**Exercise directions**
Reproduce each line from the first in the data through the line that contains "const RECORD: &str" exactly; give nothing else.

**Data shown**
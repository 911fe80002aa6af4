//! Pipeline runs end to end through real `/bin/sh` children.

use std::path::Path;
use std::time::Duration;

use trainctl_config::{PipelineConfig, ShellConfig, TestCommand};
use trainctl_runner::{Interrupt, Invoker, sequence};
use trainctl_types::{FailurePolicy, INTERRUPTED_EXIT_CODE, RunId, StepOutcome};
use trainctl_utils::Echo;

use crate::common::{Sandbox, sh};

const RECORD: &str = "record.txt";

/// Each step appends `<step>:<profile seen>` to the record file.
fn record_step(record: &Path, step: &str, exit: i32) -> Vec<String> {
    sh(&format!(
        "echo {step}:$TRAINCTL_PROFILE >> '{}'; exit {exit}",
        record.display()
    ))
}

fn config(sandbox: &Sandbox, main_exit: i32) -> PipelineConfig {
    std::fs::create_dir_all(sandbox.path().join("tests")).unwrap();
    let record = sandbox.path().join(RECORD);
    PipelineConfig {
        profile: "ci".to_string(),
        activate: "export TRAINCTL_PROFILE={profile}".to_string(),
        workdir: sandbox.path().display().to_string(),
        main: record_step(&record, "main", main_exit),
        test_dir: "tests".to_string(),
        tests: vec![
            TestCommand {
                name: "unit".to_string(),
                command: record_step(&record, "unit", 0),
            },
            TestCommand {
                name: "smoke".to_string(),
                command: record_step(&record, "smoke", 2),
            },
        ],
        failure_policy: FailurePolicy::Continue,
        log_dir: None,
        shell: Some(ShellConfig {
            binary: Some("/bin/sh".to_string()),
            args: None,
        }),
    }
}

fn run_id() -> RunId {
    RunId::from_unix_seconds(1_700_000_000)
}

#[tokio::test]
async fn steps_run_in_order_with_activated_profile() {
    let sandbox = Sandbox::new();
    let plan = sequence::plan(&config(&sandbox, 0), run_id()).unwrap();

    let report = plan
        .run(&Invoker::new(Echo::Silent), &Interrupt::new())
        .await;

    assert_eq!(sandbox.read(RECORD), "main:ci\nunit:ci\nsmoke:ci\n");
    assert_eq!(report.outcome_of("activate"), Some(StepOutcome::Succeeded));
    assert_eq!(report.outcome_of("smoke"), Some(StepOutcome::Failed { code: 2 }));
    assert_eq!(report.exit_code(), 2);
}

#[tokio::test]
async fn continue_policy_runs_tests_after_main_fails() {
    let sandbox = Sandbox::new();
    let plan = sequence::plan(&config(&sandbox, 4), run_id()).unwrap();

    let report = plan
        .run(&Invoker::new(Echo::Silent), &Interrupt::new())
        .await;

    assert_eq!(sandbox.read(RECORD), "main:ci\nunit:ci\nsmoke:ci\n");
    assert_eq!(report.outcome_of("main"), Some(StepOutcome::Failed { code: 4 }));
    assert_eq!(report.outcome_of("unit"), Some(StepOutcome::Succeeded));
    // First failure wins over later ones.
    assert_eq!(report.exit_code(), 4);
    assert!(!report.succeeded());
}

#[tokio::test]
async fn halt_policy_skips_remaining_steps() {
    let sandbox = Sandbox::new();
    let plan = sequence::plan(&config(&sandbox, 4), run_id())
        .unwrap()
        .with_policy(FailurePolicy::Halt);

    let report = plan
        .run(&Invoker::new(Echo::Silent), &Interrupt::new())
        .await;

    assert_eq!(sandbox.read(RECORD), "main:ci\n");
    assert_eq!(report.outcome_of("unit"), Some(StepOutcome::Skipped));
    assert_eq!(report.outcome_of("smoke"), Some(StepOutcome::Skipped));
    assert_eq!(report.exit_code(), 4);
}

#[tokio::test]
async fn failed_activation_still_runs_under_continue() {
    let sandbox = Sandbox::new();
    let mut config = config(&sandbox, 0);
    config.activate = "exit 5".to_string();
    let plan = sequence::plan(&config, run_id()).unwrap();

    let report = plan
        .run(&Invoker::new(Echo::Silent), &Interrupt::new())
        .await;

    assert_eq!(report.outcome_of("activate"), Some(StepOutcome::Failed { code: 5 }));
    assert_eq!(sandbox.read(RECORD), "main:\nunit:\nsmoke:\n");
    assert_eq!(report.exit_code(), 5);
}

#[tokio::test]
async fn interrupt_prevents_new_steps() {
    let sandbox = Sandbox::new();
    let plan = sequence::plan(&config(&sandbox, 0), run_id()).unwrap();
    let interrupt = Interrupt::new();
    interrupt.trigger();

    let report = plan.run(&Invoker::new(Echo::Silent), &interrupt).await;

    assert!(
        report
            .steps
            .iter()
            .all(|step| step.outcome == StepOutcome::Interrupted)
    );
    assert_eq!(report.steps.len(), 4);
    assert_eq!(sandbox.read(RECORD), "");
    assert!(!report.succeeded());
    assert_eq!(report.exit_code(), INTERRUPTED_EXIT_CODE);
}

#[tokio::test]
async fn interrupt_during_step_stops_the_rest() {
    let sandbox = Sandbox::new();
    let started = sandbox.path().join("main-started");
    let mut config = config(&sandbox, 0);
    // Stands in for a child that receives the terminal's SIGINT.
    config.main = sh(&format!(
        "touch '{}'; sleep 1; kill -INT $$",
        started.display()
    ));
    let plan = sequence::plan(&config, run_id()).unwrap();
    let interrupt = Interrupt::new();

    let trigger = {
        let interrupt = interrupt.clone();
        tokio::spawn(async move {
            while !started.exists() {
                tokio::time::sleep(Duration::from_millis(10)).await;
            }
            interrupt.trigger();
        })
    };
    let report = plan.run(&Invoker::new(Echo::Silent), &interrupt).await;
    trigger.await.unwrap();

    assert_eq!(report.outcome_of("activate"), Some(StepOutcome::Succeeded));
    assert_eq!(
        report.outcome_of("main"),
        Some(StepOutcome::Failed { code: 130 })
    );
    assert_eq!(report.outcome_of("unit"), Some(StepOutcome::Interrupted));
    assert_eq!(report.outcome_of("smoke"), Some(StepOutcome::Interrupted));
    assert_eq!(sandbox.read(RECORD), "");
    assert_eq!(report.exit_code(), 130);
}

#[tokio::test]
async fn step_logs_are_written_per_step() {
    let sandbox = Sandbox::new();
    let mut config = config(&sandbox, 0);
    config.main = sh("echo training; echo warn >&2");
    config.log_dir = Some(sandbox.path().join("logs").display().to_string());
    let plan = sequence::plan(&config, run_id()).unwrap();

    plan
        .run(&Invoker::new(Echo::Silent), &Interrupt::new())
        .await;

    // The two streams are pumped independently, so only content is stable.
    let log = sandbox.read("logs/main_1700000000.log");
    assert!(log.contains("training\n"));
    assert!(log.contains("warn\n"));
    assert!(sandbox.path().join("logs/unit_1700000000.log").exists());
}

**Output below**
repository 911fe80002aa6af4
//! Pipeline runs end to end through real `/bin/sh` children.

use std::path::Path;
use std::time::Duration;

use trainctl_config::{PipelineConfig, ShellConfig, TestCommand};
use trainctl_runner::{Interrupt, Invoker, sequence};
use trainctl_types::{FailurePolicy, INTERRUPTED_EXIT_CODE, RunId, StepOutcome};
use trainctl_utils::Echo;

use crate::common::{Sandbox, sh};

const RECORD: &str = "record.txt";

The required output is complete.